Work to be completed | Copy each line of the entries beneath that contains the word "COUNT".

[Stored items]
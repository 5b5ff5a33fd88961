/*
 * This Source Code Form is subject to the terms of the Mozilla Public
 * License, v. 2.0. If a copy of the MPL was not distributed with this
 * file, You can obtain one at https://mozilla.org/MPL/2.0/.
 */

use std::{
    fmt,
    ops::{Index, IndexMut},
    str::FromStr,
};

use anyhow::{bail, Result};

use super::Color;

/// Manhattan distance of a square from the center of the board.
///
/// Fetched from <https://www.chessprogramming.org/Center_Distance>
#[rustfmt::skip]
const CENTER_DIST_MANHATTAN: [u8; Square::COUNT] = [
  6, 5, 4, 3, 3, 4, 5, 6,
  5, 4, 3, 2, 2, 3, 4, 5,
  4, 3, 2, 1, 1, 2, 3, 4,
  3, 2, 1, 0, 0, 1, 2, 3,
  3, 2, 1, 0, 0, 1, 2, 3,
  4, 3, 2, 1, 1, 2, 3, 4,
  5, 4, 3, 2, 2, 3, 4, 5,
  6, 5, 4, 3, 3, 4, 5, 6
];

/// Represents a single square on an `8x8` chess board.
///
/// Squares are indexed with least-significant file mapping, so `square = file + rank * 8`:
/// ```text
/// 8| 56 57 58 59 60 61 62 63
/// 7| 48 49 50 51 52 53 54 55
/// 6| 40 41 42 43 44 45 46 47
/// 5| 32 33 34 35 36 37 38 39
/// 4| 24 25 26 27 28 29 30 31
/// 3| 16 17 18 19 20 21 22 23
/// 2|  8  9 10 11 12 13 14 15
/// 1|  0  1  2  3  4  5  6  7
///  +------------------------
///    a  b  c  d  e  f  g  h
/// ```
///
/// A [`Square`] can only ever hold an on-board coordinate.
/// Anything outside the board is rejected when the square is constructed.
#[derive(Clone, Copy, PartialEq, Eq, Hash, PartialOrd, Ord, Default)]
#[repr(transparent)]
pub struct Square(u8);

impl Square {
    pub const A1: Self = Self::new(0, 0);
    pub const A2: Self = Self::new(0, 1);
    pub const A3: Self = Self::new(0, 2);
    pub const A4: Self = Self::new(0, 3);
    pub const A5: Self = Self::new(0, 4);
    pub const A6: Self = Self::new(0, 5);
    pub const A7: Self = Self::new(0, 6);
    pub const A8: Self = Self::new(0, 7);

    pub const B1: Self = Self::new(1, 0);
    pub const B2: Self = Self::new(1, 1);
    pub const B3: Self = Self::new(1, 2);
    pub const B4: Self = Self::new(1, 3);
    pub const B5: Self = Self::new(1, 4);
    pub const B6: Self = Self::new(1, 5);
    pub const B7: Self = Self::new(1, 6);
    pub const B8: Self = Self::new(1, 7);

    pub const C1: Self = Self::new(2, 0);
    pub const C2: Self = Self::new(2, 1);
    pub const C3: Self = Self::new(2, 2);
    pub const C4: Self = Self::new(2, 3);
    pub const C5: Self = Self::new(2, 4);
    pub const C6: Self = Self::new(2, 5);
    pub const C7: Self = Self::new(2, 6);
    pub const C8: Self = Self::new(2, 7);

    pub const D1: Self = Self::new(3, 0);
    pub const D2: Self = Self::new(3, 1);
    pub const D3: Self = Self::new(3, 2);
    pub const D4: Self = Self::new(3, 3);
    pub const D5: Self = Self::new(3, 4);
    pub const D6: Self = Self::new(3, 5);
    pub const D7: Self = Self::new(3, 6);
    pub const D8: Self = Self::new(3, 7);

    pub const E1: Self = Self::new(4, 0);
    pub const E2: Self = Self::new(4, 1);
    pub const E3: Self = Self::new(4, 2);
    pub const E4: Self = Self::new(4, 3);
    pub const E5: Self = Self::new(4, 4);
    pub const E6: Self = Self::new(4, 5);
    pub const E7: Self = Self::new(4, 6);
    pub const E8: Self = Self::new(4, 7);

    pub const F1: Self = Self::new(5, 0);
    pub const F2: Self = Self::new(5, 1);
    pub const F3: Self = Self::new(5, 2);
    pub const F4: Self = Self::new(5, 3);
    pub const F5: Self = Self::new(5, 4);
    pub const F6: Self = Self::new(5, 5);
    pub const F7: Self = Self::new(5, 6);
    pub const F8: Self = Self::new(5, 7);

    pub const G1: Self = Self::new(6, 0);
    pub const G2: Self = Self::new(6, 1);
    pub const G3: Self = Self::new(6, 2);
    pub const G4: Self = Self::new(6, 3);
    pub const G5: Self = Self::new(6, 4);
    pub const G6: Self = Self::new(6, 5);
    pub const G7: Self = Self::new(6, 6);
    pub const G8: Self = Self::new(6, 7);

    pub const H1: Self = Self::new(7, 0);
    pub const H2: Self = Self::new(7, 1);
    pub const H3: Self = Self::new(7, 2);
    pub const H4: Self = Self::new(7, 3);
    pub const H5: Self = Self::new(7, 4);
    pub const H6: Self = Self::new(7, 5);
    pub const H7: Self = Self::new(7, 6);
    pub const H8: Self = Self::new(7, 7);
    pub const MIN: u8 = 0;
    pub const MAX: u8 = 63;
    pub const COUNT: usize = 64;

    /// Returns an iterator over all squares in scan order: `a1, b1, ..., h1, a2, ..., h8`.
    ///
    /// # Example
    /// ```
    /// # use gambit::Square;
    /// let mut iter = Square::iter();
    /// assert_eq!(iter.len(), 64);
    /// assert_eq!(iter.next().unwrap(), Square::A1);
    /// assert_eq!(iter.last().unwrap(), Square::H8);
    /// ```
    #[inline(always)]
    pub fn iter() -> impl ExactSizeIterator<Item = Self> + DoubleEndedIterator<Item = Self> {
        (Self::MIN..=Self::MAX).map(Self)
    }

    /// Creates a new [`Square`] from a file and rank, both in `[0, 7]`.
    ///
    /// Only used for constants; see [`Square::from_coords`] for a checked constructor.
    #[inline(always)]
    const fn new(file: u8, rank: u8) -> Self {
        Self(file | rank << 3)
    }

    /// Creates a new [`Square`] from a (possibly off-board) file and rank.
    ///
    /// Returns `None` if either coordinate lies outside `[0, 7]`.
    ///
    /// # Example
    /// ```
    /// # use gambit::Square;
    /// assert_eq!(Square::from_coords(2, 3), Some(Square::C4));
    /// assert_eq!(Square::from_coords(8, 0), None);
    /// assert_eq!(Square::from_coords(0, -1), None);
    /// ```
    #[inline(always)]
    pub const fn from_coords(file: i8, rank: i8) -> Option<Self> {
        if file >= 0 && file < 8 && rank >= 0 && rank < 8 {
            Some(Self::new(file as u8, rank as u8))
        } else {
            None
        }
    }

    /// Creates a new [`Square`] from the provided index value.
    ///
    /// The provided `index` must be `[0, 63]` or else an error is returned.
    #[inline(always)]
    pub fn from_index(index: usize) -> Result<Self> {
        if index > Self::MAX as usize {
            bail!(
                "Invalid index for Square: Must be between [{}, {}]. Got {index}",
                Self::MIN,
                Self::MAX
            );
        }
        Ok(Self(index as u8))
    }

    /// Creates a [`Square`] from a string in algebraic notation, such as `"e4"`.
    ///
    /// # Example
    /// ```
    /// # use gambit::Square;
    /// assert_eq!(Square::from_uci("e4").unwrap(), Square::E4);
    /// assert!(Square::from_uci("i9").is_err());
    /// ```
    pub fn from_uci(square: &str) -> Result<Self> {
        let mut chars = square.trim().chars();
        let (Some(file), Some(rank), None) = (chars.next(), chars.next(), chars.next()) else {
            bail!("Square must be a file and a rank, like \"e4\". Got {square:?}");
        };

        let file = file.to_ascii_lowercase();
        if !('a'..='h').contains(&file) {
            bail!("Invalid file {file:?} in square {square:?}: must be between [a, h]");
        }
        if !('1'..='8').contains(&rank) {
            bail!("Invalid rank {rank:?} in square {square:?}: must be between [1, 8]");
        }

        Ok(Self::new(file as u8 - b'a', rank as u8 - b'1'))
    }

    /// Converts this [`Square`] to algebraic notation, such as `"e4"`.
    #[inline(always)]
    pub fn to_uci(&self) -> String {
        format!("{}{}", self.file_char(), self.rank() + 1)
    }

    /// Fetches the file of this [`Square`], in `[0, 7]` where `0` is the a-file.
    #[inline(always)]
    pub const fn file(&self) -> u8 {
        self.0 & 0b0000_0111
    }

    /// Fetches the rank of this [`Square`], in `[0, 7]` where `0` is the first rank.
    #[inline(always)]
    pub const fn rank(&self) -> u8 {
        self.0 >> 3
    }

    /// Fetches the lowercase letter of this [`Square`]'s file.
    #[inline(always)]
    pub const fn file_char(&self) -> char {
        (b'a' + self.file()) as char
    }

    /// Fetches the inner index value of the [`Square`], casted to a [`usize`].
    ///
    /// Useful when using a [`Square`] to index into things.
    #[inline(always)]
    pub const fn index(&self) -> usize {
        self.0 as usize
    }

    /// Returns the square `df` files and `dr` ranks away from this one, if it is on the board.
    ///
    /// # Example
    /// ```
    /// # use gambit::Square;
    /// assert_eq!(Square::B1.offset(1, 2), Some(Square::C3));
    /// assert_eq!(Square::H8.offset(1, 0), None);
    /// ```
    #[inline(always)]
    pub const fn offset(&self, df: i8, dr: i8) -> Option<Self> {
        Self::from_coords(self.file() as i8 + df, self.rank() as i8 + dr)
    }

    /// Returns the rank of this square as seen from `color`'s side of the board.
    ///
    /// White's first rank and Black's eighth rank are both `0`.
    #[inline(always)]
    pub const fn relative_rank(&self, color: Color) -> u8 {
        match color {
            Color::White => self.rank(),
            Color::Black => 7 - self.rank(),
        }
    }

    /// Manhattan distance from this square to the four center squares.
    #[inline(always)]
    pub const fn center_distance(&self) -> u8 {
        CENTER_DIST_MANHATTAN[self.index()]
    }
}

impl FromStr for Square {
    type Err = anyhow::Error;
    /// Wrapper from [`Square::from_uci`].
    #[inline(always)]
    fn from_str(s: &str) -> Result<Self, Self::Err> {
        Self::from_uci(s)
    }
}

impl TryFrom<&str> for Square {
    type Error = anyhow::Error;
    /// Wrapper from [`Square::from_uci`].
    #[inline(always)]
    fn try_from(value: &str) -> Result<Self, Self::Error> {
        Self::from_uci(value)
    }
}

impl TryFrom<usize> for Square {
    type Error = anyhow::Error;
    /// Wrapper from [`Square::from_index`].
    #[inline(always)]
    fn try_from(value: usize) -> Result<Self, Self::Error> {
        Self::from_index(value)
    }
}

impl<T> Index<Square> for [T; Square::COUNT] {
    type Output = T;
    /// A [`Square`] can be used to index into an array of 64 elements.
    #[inline(always)]
    fn index(&self, index: Square) -> &Self::Output {
        &self[index.index()]
    }
}

impl<T> IndexMut<Square> for [T; Square::COUNT] {
    /// A [`Square`] can be used to mutably index into an array of 64 elements.
    #[inline(always)]
    fn index_mut(&mut self, index: Square) -> &mut Self::Output {
        &mut self[index.index()]
    }
}

impl fmt::Display for Square {
    /// Calls [`Square::to_uci`].
    fn fmt(&self, f: &mut fmt::Formatter<'_>) -> fmt::Result {
        self.to_uci().fmt(f)
    }
}

impl fmt::Debug for Square {
    /// Calls [`Square::to_uci`] and also displays the internal decimal value.
    fn fmt(&self, f: &mut fmt::Formatter<'_>) -> fmt::Result {
        write!(f, "{} ({})", self.to_uci(), self.0)
    }
}

#[cfg(test)]
mod tests {
    use super::*;

    #[test]
    fn test_squares() {
        // Test the four corners
        assert_eq!(Square::from_coords(0, 0).unwrap().to_string(), "a1");
        assert_eq!(Square::from_coords(7, 0).unwrap().to_string(), "h1");
        assert_eq!(Square::from_coords(0, 7).unwrap().to_string(), "a8");
        assert_eq!(Square::from_coords(7, 7).unwrap().to_string(), "h8");

        // And some arbitrary location near the middle
        assert_eq!(Square::from_coords(3, 3).unwrap().to_string(), "d4");
        assert_eq!(Square::D4.index(), 27);
    }

    #[test]
    fn test_parsing() {
        assert_eq!(Square::try_from("a1").unwrap(), Square::A1);
        assert_eq!(Square::try_from(0usize).unwrap(), Square::A1);
        assert_eq!(Square::try_from("h8").unwrap(), Square::H8);
        assert_eq!(Square::try_from(63usize).unwrap(), Square::H8);
        assert_eq!(Square::try_from("D4").unwrap(), Square::D4);

        assert!(Square::try_from("a").is_err());
        assert!(Square::try_from("1").is_err());
        assert!(Square::try_from("").is_err());
        assert!(Square::try_from("a9").is_err());
        assert!(Square::try_from("i1").is_err());
        assert!(Square::try_from("a10").is_err());
        assert!(Square::try_from(64usize).is_err());
    }

    #[test]
    fn test_offsets() {
        assert_eq!(Square::E2.offset(0, 2), Some(Square::E4));
        assert_eq!(Square::A1.offset(-1, 0), None);
        assert_eq!(Square::H4.offset(1, 1), None);
        assert_eq!(Square::G1.offset(-1, 2), Some(Square::F3));
    }

    #[test]
    fn test_relative_rank() {
        assert_eq!(Square::E2.relative_rank(Color::White), 1);
        assert_eq!(Square::E7.relative_rank(Color::Black), 1);
        assert_eq!(Square::A8.relative_rank(Color::Black), 0);
    }

    #[test]
    fn test_indexing() {
        let mut board = [0; 64];
        board[Square::D5] = u8::MAX;
        assert_eq!(board[35], u8::MAX);
    }
}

Result of this task |
const CENTER_DIST_MANHATTAN: [u8; Square::COUNT] = [
    pub const COUNT: usize = 64;
impl<T> Index<Square> for [T; Square::COUNT] {
impl<T> IndexMut<Square> for [T; Square::COUNT] {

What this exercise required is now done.